The moment has regulatory weight. Starmer’s ultimatum, presented at London Tech Week on June 8, demands that Apple and Google implement controls that prevent children from taking, sending, receiving or viewing nude images at the device level. Apple’s existing communications security system warns rather than blocks in some scenarios and does not cover all avenues for image sharing across the operating system. It remains to be seen whether the new features meet Starmer’s requirements. The UK government has indicated it will legislate if companies do not comply voluntarily.

In the United States, KOSA was approved by the House Energy and Commerce Committee on March 5 in a 28-24 party-line vote, while the Senate simultaneously unanimously passed an updated COPPA 2.0. The legislation would require platforms to conduct risk assessments, enable stricter privacy settings for minors by default, and provide parents with meaningful monitoring tools. Apple has publicly endorsed KOSA and the Broader Child Safety Litigation Landscape has produced billions of dollars in settlements and verdicts against social media companies in 2026 alone.

The child safety updates are part of a broader WWDC 2026 software rollout that includes a Siri AI rebuild, Apple Intelligence improvements, and performance improvements in iOS 27. A child account, required for users under 13 and available for those under 18, enables age-appropriate system-wide protections from the moment the device is set up. Parents are guided through account creation during the initial device setup and can choose to start their children with just a few essential apps, a select set, or a custom selection.

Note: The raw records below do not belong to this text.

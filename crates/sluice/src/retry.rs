// Copyright (C) 2025 SyncMyOrders Sp. z o.o.
// SPDX-License-Identifier: AGPL-3.0-or-later
//! Retry policy: bounded attempts with exponential backoff and jitter.

use std::fmt;
use std::sync::Arc;
use std::time::Duration;

use rand::Rng;

use crate::error::SluiceError;

/// Predicate deciding whether a failed attempt is worth retrying.
pub type RetryPredicate = Arc<dyn Fn(&SluiceError) -> bool + Send + Sync>;

/// Retry configuration.
///
/// The default predicate retries transient-class categories only; install a
/// custom one with [`RetryConfig::with_retry_on`].
#[derive(Clone)]
pub struct RetryConfig {
    /// Total number of attempts, including the first one. At least 1.
    pub max_attempts: u32,
    /// Backoff before the first retry.
    pub initial_delay: Duration,
    /// Upper bound for any single backoff sleep.
    pub max_delay: Duration,
    /// Multiplier applied to the delay after each retry. At least 1.0.
    pub backoff_factor: f64,
    /// Add uniform jitter of up to 25% of the current delay.
    pub jitter: bool,
    retry_on: Option<RetryPredicate>,
}

impl Default for RetryConfig {
    fn default() -> Self {
        Self {
            max_attempts: 3,
            initial_delay: Duration::from_millis(100),
            max_delay: Duration::from_secs(2),
            backoff_factor: 2.0,
            jitter: true,
            retry_on: None,
        }
    }
}

impl fmt::Debug for RetryConfig {
    fn fmt(&self, f: &mut fmt::Formatter<'_>) -> fmt::Result {
        f.debug_struct("RetryConfig")
            .field("max_attempts", &self.max_attempts)
            .field("initial_delay", &self.initial_delay)
            .field("max_delay", &self.max_delay)
            .field("backoff_factor", &self.backoff_factor)
            .field("jitter", &self.jitter)
            .field(
                "retry_on",
                if self.retry_on.is_some() {
                    &"custom"
                } else {
                    &"default"
                },
            )
            .finish()
    }
}

impl RetryConfig {
    /// A policy that never retries.
    pub fn no_retries() -> Self {
        Self {
            max_attempts: 1,
            ..Default::default()
        }
    }

    /// Set the total attempt budget (clamped to at least 1).
    pub fn with_max_attempts(mut self, max_attempts: u32) -> Self {
        self.max_attempts = max_attempts.max(1);
        self
    }

    /// Set the backoff before the first retry.
    pub fn with_initial_delay(mut self, delay: Duration) -> Self {
        self.initial_delay = delay;
        self
    }

    /// Set the backoff ceiling.
    pub fn with_max_delay(mut self, delay: Duration) -> Self {
        self.max_delay = delay;
        self
    }

    /// Set the backoff multiplier (clamped to at least 1.0).
    pub fn with_backoff_factor(mut self, factor: f64) -> Self {
        self.backoff_factor = if factor < 1.0 { 1.0 } else { factor };
        self
    }

    /// Enable or disable jitter.
    pub fn with_jitter(mut self, jitter: bool) -> Self {
        self.jitter = jitter;
        self
    }

    /// Install a custom retry predicate.
    pub fn with_retry_on(
        mut self,
        predicate: impl Fn(&SluiceError) -> bool + Send + Sync + 'static,
    ) -> Self {
        self.retry_on = Some(Arc::new(predicate));
        self
    }

    /// Whether a failed attempt should be retried.
    pub fn should_retry(&self, err: &SluiceError) -> bool {
        match &self.retry_on {
            Some(predicate) => predicate(err),
            None => err.category().is_transient(),
        }
    }

    /// The actual sleep for the current delay: jittered and capped.
    pub fn wait_for(&self, delay: Duration) -> Duration {
        let jittered = if self.jitter && !delay.is_zero() {
            let extra = rand::rng().random_range(0.0..=delay.as_secs_f64() * 0.25);
            delay + Duration::from_secs_f64(extra)
        } else {
            delay
        };
        jittered.min(self.max_delay)
    }

    /// The delay to use after one more retry: scaled, rounded up to a whole
    /// millisecond, and capped.
    pub fn next_delay(&self, delay: Duration) -> Duration {
        let scaled_ms = (delay.as_secs_f64() * self.backoff_factor * 1000.0).ceil();
        Duration::from_millis(scaled_ms as u64).min(self.max_delay)
    }
}

#[cfg(test)]
mod tests {
    use super::*;
    use crate::error::ErrorCategory;

    #[test]
    fn test_defaults() {
        let config = RetryConfig::default();
        assert_eq!(config.max_attempts, 3);
        assert_eq!(config.initial_delay, Duration::from_millis(100));
        assert_eq!(config.max_delay, Duration::from_secs(2));
        assert_eq!(config.backoff_factor, 2.0);
        assert!(config.jitter);
    }

    #[test]
    fn test_builder_clamps() {
        let config = RetryConfig::default()
            .with_max_attempts(0)
            .with_backoff_factor(0.5);
        assert_eq!(config.max_attempts, 1);
        assert_eq!(config.backoff_factor, 1.0);
    }

    #[test]
    fn test_default_predicate_follows_category() {
        let config = RetryConfig::default();
        let transient = SluiceError::new("slow", ErrorCategory::Timeout);
        let permanent = SluiceError::new("bad sql", ErrorCategory::Syntax);
        assert!(config.should_retry(&transient));
        assert!(!config.should_retry(&permanent));
    }

    #[test]
    fn test_custom_predicate_overrides() {
        let config = RetryConfig::default()
            .with_retry_on(|err| err.category() == ErrorCategory::Constraint);
        let constraint = SluiceError::new("dup key", ErrorCategory::Constraint);
        let timeout = SluiceError::new("slow", ErrorCategory::Timeout);
        assert!(config.should_retry(&constraint));
        assert!(!config.should_retry(&timeout));
    }

    #[test]
    fn test_next_delay_doubles_and_caps() {
        let config = RetryConfig::default()
            .with_initial_delay(Duration::from_millis(100))
            .with_max_delay(Duration::from_millis(350))
            .with_backoff_factor(2.0);

        let d1 = config.next_delay(Duration::from_millis(100));
        assert_eq!(d1, Duration::from_millis(200));
        let d2 = config.next_delay(d1);
        assert_eq!(d2, Duration::from_millis(350));
        let d3 = config.next_delay(d2);
        assert_eq!(d3, Duration::from_millis(350));
    }

    #[test]
    fn test_next_delay_rounds_up() {
        let config = RetryConfig::default().with_backoff_factor(1.5);
        assert_eq!(
            config.next_delay(Duration::from_millis(3)),
            Duration::from_millis(5)
        );
    }

    #[test]
    fn test_wait_without_jitter_is_exact() {
        let config = RetryConfig::default().with_jitter(false);
        assert_eq!(
            config.wait_for(Duration::from_millis(100)),
            Duration::from_millis(100)
        );
    }

    #[test]
    fn test_wait_with_jitter_is_bounded() {
        let config = RetryConfig::default()
            .with_jitter(true)
            .with_max_delay(Duration::from_secs(10));
        let delay = Duration::from_millis(400);
        for _ in 0..100 {
            let wait = config.wait_for(delay);
            assert!(wait >= delay);
            assert!(wait <= Duration::from_millis(500));
        }
    }

    #[test]
    fn test_wait_is_capped() {
        let config = RetryConfig::default()
            .with_jitter(true)
            .with_max_delay(Duration::from_millis(50));
        assert_eq!(
            config.wait_for(Duration::from_millis(400)),
            Duration::from_millis(50)
        );
    }

    #[test]
    fn test_debug_hides_predicate() {
        let config = RetryConfig::default().with_retry_on(|_| true);
        let debug = format!("{:?}", config);
        assert!(debug.contains("custom"));
    }
}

Apple Vice President of Health and Fitness Sumbul Desai said the company’s approach is based on the belief that every child is unique. The tools are designed to allow parents to tailor protections rather than imposing a single standard. Whether that philosophy of parental discretion satisfies regulators who are increasingly requiring mandatory enforcement at the device level is the question Apple will need to answer before Starmer’s September deadline arrives.